Expression of vitamin D₃ receptor in KS Y-1, HUVEC, and KS tumor tissue.

VDR mRNA in KS Y-1 (A) and in HUVECs (B). Cells were treated with various concentrations of vitamin D₃ for 24 hours, and total RNA was extracted. Total RNA (15 μg) was electrophoresed, blotted, and hybridized to³²P-labeled full-length human VDR cDNA (upper panels) and β-actin (lower panels), and exposed to x-ray film until signal was detectable (16 hours for VDR and β-actin in panel A, 3 days for VDR in panel B, and 4 hours for β-actin in panel B). Both cell types express the 4.6 kb mRNA for VDR. Immunocytochemical analysis for VDR expression. KS cell line (KS Y-1) and HUVECs were stained for VDR by using monoclonal antibody.

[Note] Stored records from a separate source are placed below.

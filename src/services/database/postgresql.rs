// PostgreSQL adapter: one short-lived connection per call, read-only transaction,
// server-side row bound through a portal
use crate::api::middleware::AppError;
use crate::models::{ConnectionSpec, DatabaseEngine, QueryResult, RowCollector};
use crate::services::database::adapter::{DatabaseAdapter, ExecutionLimits};
use crate::validation::ValidatedStatement;
use serde_json::{json, Value};
use std::fmt::Write as _;
use std::time::Duration;
use tokio::task::JoinHandle;
use tokio_postgres::types::{FromSql, Type};
use tokio_postgres::{CancelToken, Client, NoTls, Row};

pub struct PostgreSQLAdapter {
    spec: ConnectionSpec,
    connect_timeout: Duration,
}

/// An open connection plus the task driving it.
///
/// Dropping the session closes the connection. If a statement is still running
/// at that point (the request was abandoned), a server-side cancel is sent.
struct PgSession {
    client: Client,
    cancel_token: CancelToken,
    connection: JoinHandle<()>,
    in_flight: bool,
}

impl Drop for PgSession {
    fn drop(&mut self) {
        if self.in_flight {
            if let Ok(handle) = tokio::runtime::Handle::try_current() {
                let token = self.cancel_token.clone();
                handle.spawn(async move {
                    if let Err(e) = token.cancel_query(NoTls).await {
                        tracing::debug!("Failed to cancel abandoned PostgreSQL query: {}", e);
                    }
                });
            }
        }
        self.connection.abort();
    }
}

impl PostgreSQLAdapter {
    pub fn new(spec: ConnectionSpec, connect_timeout: Duration) -> Self {
        Self { spec, connect_timeout }
    }

    async fn open(&self) -> Result<PgSession, AppError> {
        let mut config = tokio_postgres::Config::new();
        config
            .host(&self.spec.host)
            .port(self.spec.port)
            .dbname(&self.spec.database)
            .user(&self.spec.username)
            .password(&self.spec.password)
            .application_name("sql-chat")
            .connect_timeout(self.connect_timeout);

        let (client, connection) = tokio::time::timeout(self.connect_timeout, config.connect(NoTls))
            .await
            .map_err(|_| {
                AppError::Connection(format!(
                    "Timed out after {} seconds connecting to PostgreSQL at {}",
                    self.connect_timeout.as_secs(),
                    self.spec.display_target()
                ))
            })?
            .map_err(|e| {
                AppError::Connection(format!(
                    "Failed to connect to PostgreSQL at {}: {}",
                    self.spec.display_target(),
                    e
                ))
                .scrubbed(&self.spec.secrets())
            })?;

        let connection = tokio::spawn(async move {
            if let Err(e) = connection.await {
                tracing::debug!("PostgreSQL connection ended with error: {}", e);
            }
        });

        tracing::debug!("Opened PostgreSQL connection to {}", self.spec.display_target());

        Ok(PgSession {
            cancel_token: client.cancel_token(),
            client,
            connection,
            in_flight: false,
        })
    }

    async fn run_read_only(
        client: &mut Client,
        sql: &str,
        limits: ExecutionLimits,
    ) -> Result<QueryResult, tokio_postgres::Error> {
        client
            .batch_execute(&format!(
                "SET statement_timeout = {}; SET standard_conforming_strings = on",
                limits.timeout.as_millis()
            ))
            .await?;

        let transaction = client.build_transaction().read_only(true).start().await?;

        // The extended protocol refuses more than one statement per prepare
        let prepared = transaction.prepare(sql).await?;
        let columns: Vec<String> = prepared
            .columns()
            .iter()
            .map(|c| c.name().to_string())
            .collect();

        // Ask the server for one row beyond the limit so truncation is detectable
        let max_rows = i32::try_from(limits.row_limit.saturating_add(1)).unwrap_or(i32::MAX);
        let portal = transaction.bind(&prepared, &[]).await?;
        let rows = transaction.query_portal(&portal, max_rows).await?;

        let mut collector = RowCollector::new(limits.row_limit);
        for row in &rows {
            if !collector.push(Self::row_to_values(row)) {
                break;
            }
        }

        transaction.rollback().await?;
        Ok(collector.finish(columns))
    }

    fn row_to_values(row: &Row) -> Vec<Value> {
        row.columns()
            .iter()
            .enumerate()
            .map(|(idx, column)| Self::cell_to_json(row, idx, column.type_()))
            .collect()
    }

    fn cell_to_json(row: &Row, idx: usize, ty: &Type) -> Value {
        let value = match *ty {
            Type::BOOL => row.try_get::<_, Option<bool>>(idx).map(|v| json!(v)),
            Type::INT2 => row.try_get::<_, Option<i16>>(idx).map(|v| json!(v)),
            Type::INT4 => row.try_get::<_, Option<i32>>(idx).map(|v| json!(v)),
            Type::INT8 => row.try_get::<_, Option<i64>>(idx).map(|v| json!(v)),
            Type::OID => row.try_get::<_, Option<u32>>(idx).map(|v| json!(v)),
            Type::FLOAT4 => row
                .try_get::<_, Option<f32>>(idx)
                .map(|v| v.map_or(Value::Null, |f| float_to_json(f64::from(f)))),
            Type::FLOAT8 => row
                .try_get::<_, Option<f64>>(idx)
                .map(|v| v.map_or(Value::Null, float_to_json)),
            Type::NUMERIC => row
                .try_get::<_, Option<PgNumeric>>(idx)
                .map(|v| json!(v.map(|n| n.0))),
            Type::JSON | Type::JSONB => row
                .try_get::<_, Option<Value>>(idx)
                .map(|v| v.unwrap_or(Value::Null)),
            Type::UUID => row
                .try_get::<_, Option<uuid::Uuid>>(idx)
                .map(|v| json!(v.map(|u| u.to_string()))),
            Type::TIMESTAMP => row
                .try_get::<_, Option<chrono::NaiveDateTime>>(idx)
                .map(|v| json!(v.map(|t| t.format("%Y-%m-%dT%H:%M:%S%.f").to_string()))),
            Type::TIMESTAMPTZ => row
                .try_get::<_, Option<chrono::DateTime<chrono::Utc>>>(idx)
                .map(|v| json!(v.map(|t| t.to_rfc3339()))),
            Type::DATE => row
                .try_get::<_, Option<chrono::NaiveDate>>(idx)
                .map(|v| json!(v.map(|d| d.to_string()))),
            Type::TIME => row
                .try_get::<_, Option<chrono::NaiveTime>>(idx)
                .map(|v| json!(v.map(|t| t.to_string()))),
            Type::BYTEA => row
                .try_get::<_, Option<Vec<u8>>>(idx)
                .map(|v| json!(v.map(|bytes| hex_bytes(&bytes)))),
            // TEXT, VARCHAR, NAME, citext and the like
            _ => row.try_get::<_, Option<String>>(idx).map(|v| json!(v)),
        };

        value.unwrap_or_else(|_| json!(format!("<{}>", ty.name())))
    }

    fn query_error(&self, e: tokio_postgres::Error) -> AppError {
        let error = match e.as_db_error() {
            Some(db_error) => {
                let mut message = db_error.message().to_string();
                if let Some(detail) = db_error.detail() {
                    message.push_str(&format!(" ({})", detail));
                }
                if let Some(hint) = db_error.hint() {
                    message.push_str(&format!(" Hint: {}", hint));
                }
                classify_sqlstate(db_error.code().code(), &message)
            }
            None if e.is_closed() => {
                AppError::Connection(format!("PostgreSQL connection closed unexpectedly: {}", e))
            }
            None => AppError::Execution(format!("Query execution failed: {}", e)),
        };
        error.scrubbed(&self.spec.secrets())
    }
}

#[async_trait::async_trait]
impl DatabaseAdapter for PostgreSQLAdapter {
    async fn execute_query(
        &self,
        statement: &ValidatedStatement,
        limits: ExecutionLimits,
    ) -> Result<QueryResult, AppError> {
        let mut session = self.open().await?;

        session.in_flight = true;
        let outcome = tokio::time::timeout(
            limits.timeout,
            Self::run_read_only(&mut session.client, statement.as_str(), limits),
        )
        .await;

        match outcome {
            Ok(result) => {
                session.in_flight = false;
                result.map_err(|e| self.query_error(e))
            }
            Err(_) => {
                if let Err(e) = session.cancel_token.cancel_query(NoTls).await {
                    tracing::warn!("Failed to cancel timed out PostgreSQL query: {}", e);
                }
                session.in_flight = false;
                Err(AppError::Timeout(format!(
                    "Query did not complete within {} seconds and was cancelled",
                    limits.timeout.as_secs()
                )))
            }
        }
    }

    fn engine(&self) -> DatabaseEngine {
        DatabaseEngine::Postgres
    }
}

/// Map a PostgreSQL SQLSTATE onto the error taxonomy
fn classify_sqlstate(code: &str, message: &str) -> AppError {
    match code {
        // query_canceled, raised by statement_timeout
        "57014" => AppError::Timeout(format!(
            "Query was cancelled by the server after exceeding the statement timeout: {}",
            message
        )),
        // read_only_sql_transaction
        "25006" => AppError::Execution(format!(
            "The database refused to modify data in a read-only session: {}",
            message
        )),
        "3D000" => AppError::Connection(format!("Database does not exist: {}", message)),
        _ if code.starts_with("08") || code.starts_with("28") || code.starts_with("57P") => {
            AppError::Connection(format!("Code: {}, Message: {}", code, message))
        }
        _ => AppError::Execution(format!("Code: {}, Message: {}", code, message)),
    }
}

fn float_to_json(value: f64) -> Value {
    serde_json::Number::from_f64(value)
        .map(Value::Number)
        .unwrap_or_else(|| json!(value.to_string()))
}

fn hex_bytes(bytes: &[u8]) -> String {
    let mut out = String::with_capacity(2 + bytes.len() * 2);
    out.push_str("\\x");
    for b in bytes {
        let _ = write!(out, "{:02x}", b);
    }
    out
}

/// NUMERIC decoded to its exact decimal text
struct PgNumeric(String);

impl<'a> FromSql<'a> for PgNumeric {
    fn from_sql(_: &Type, raw: &'a [u8]) -> Result<Self, Box<dyn std::error::Error + Sync + Send>> {
        decode_numeric(raw).map(PgNumeric)
    }

    fn accepts(ty: &Type) -> bool {
        *ty == Type::NUMERIC
    }
}

/// Binary NUMERIC layout: ndigits, weight, sign, dscale (all 16-bit), then
/// `ndigits` base-10000 digits, most significant first. Digit `i` has weight
/// `weight - i`.
fn decode_numeric(raw: &[u8]) -> Result<String, Box<dyn std::error::Error + Sync + Send>> {
    if raw.len() < 8 {
        return Err("invalid NUMERIC value: header too short".into());
    }

    let read = |at: usize| u16::from_be_bytes([raw[at], raw[at + 1]]);
    let ndigits = read(0) as usize;
    let weight = i32::from(read(2) as i16);
    let sign = read(4);
    let dscale = read(6) as usize;

    match sign {
        0xC000 => return Ok("NaN".to_string()),
        0xD000 => return Ok("Infinity".to_string()),
        0xF000 => return Ok("-Infinity".to_string()),
        0x0000 | 0x4000 => {}
        _ => return Err("invalid NUMERIC value: unknown sign".into()),
    }

    if raw.len() != 8 + ndigits * 2 {
        return Err("invalid NUMERIC value: digit count mismatch".into());
    }

    let digits: Vec<u16> = raw[8..]
        .chunks_exact(2)
        .map(|pair| u16::from_be_bytes([pair[0], pair[1]]))
        .collect();
    let digit_at = |idx: i32| -> u16 {
        usize::try_from(idx)
            .ok()
            .and_then(|i| digits.get(i).copied())
            .unwrap_or(0)
    };

    let mut out = String::new();
    if sign == 0x4000 {
        out.push('-');
    }

    if weight < 0 {
        out.push('0');
    } else {
        for idx in 0..=weight {
            if idx == 0 {
                let _ = write!(out, "{}", digit_at(idx));
            } else {
                let _ = write!(out, "{:04}", digit_at(idx));
            }
        }
    }

    if dscale > 0 {
        let mut fraction = String::with_capacity(dscale + 4);
        let mut idx = weight + 1;
        while fraction.len() < dscale {
            let _ = write!(fraction, "{:04}", digit_at(idx));
            idx += 1;
        }
        fraction.truncate(dscale);
        out.push('.');
        out.push_str(&fraction);
    }

    Ok(out)
}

KS cells (D) and HUVECs (F) show positive signal, whereas cells stained with isotype-specific antibodies were negative (C and E, KS and HUVEC, respectively). Antibody was used at 1:50 dilution for the KS Y-1 cells and 1:25 for the HUVECs. KS tumor tissue showed strong VDR-specific signal in spindle cells (H), whereas no staining was observed in KS tumor tissue stained with isotype-specific control (G).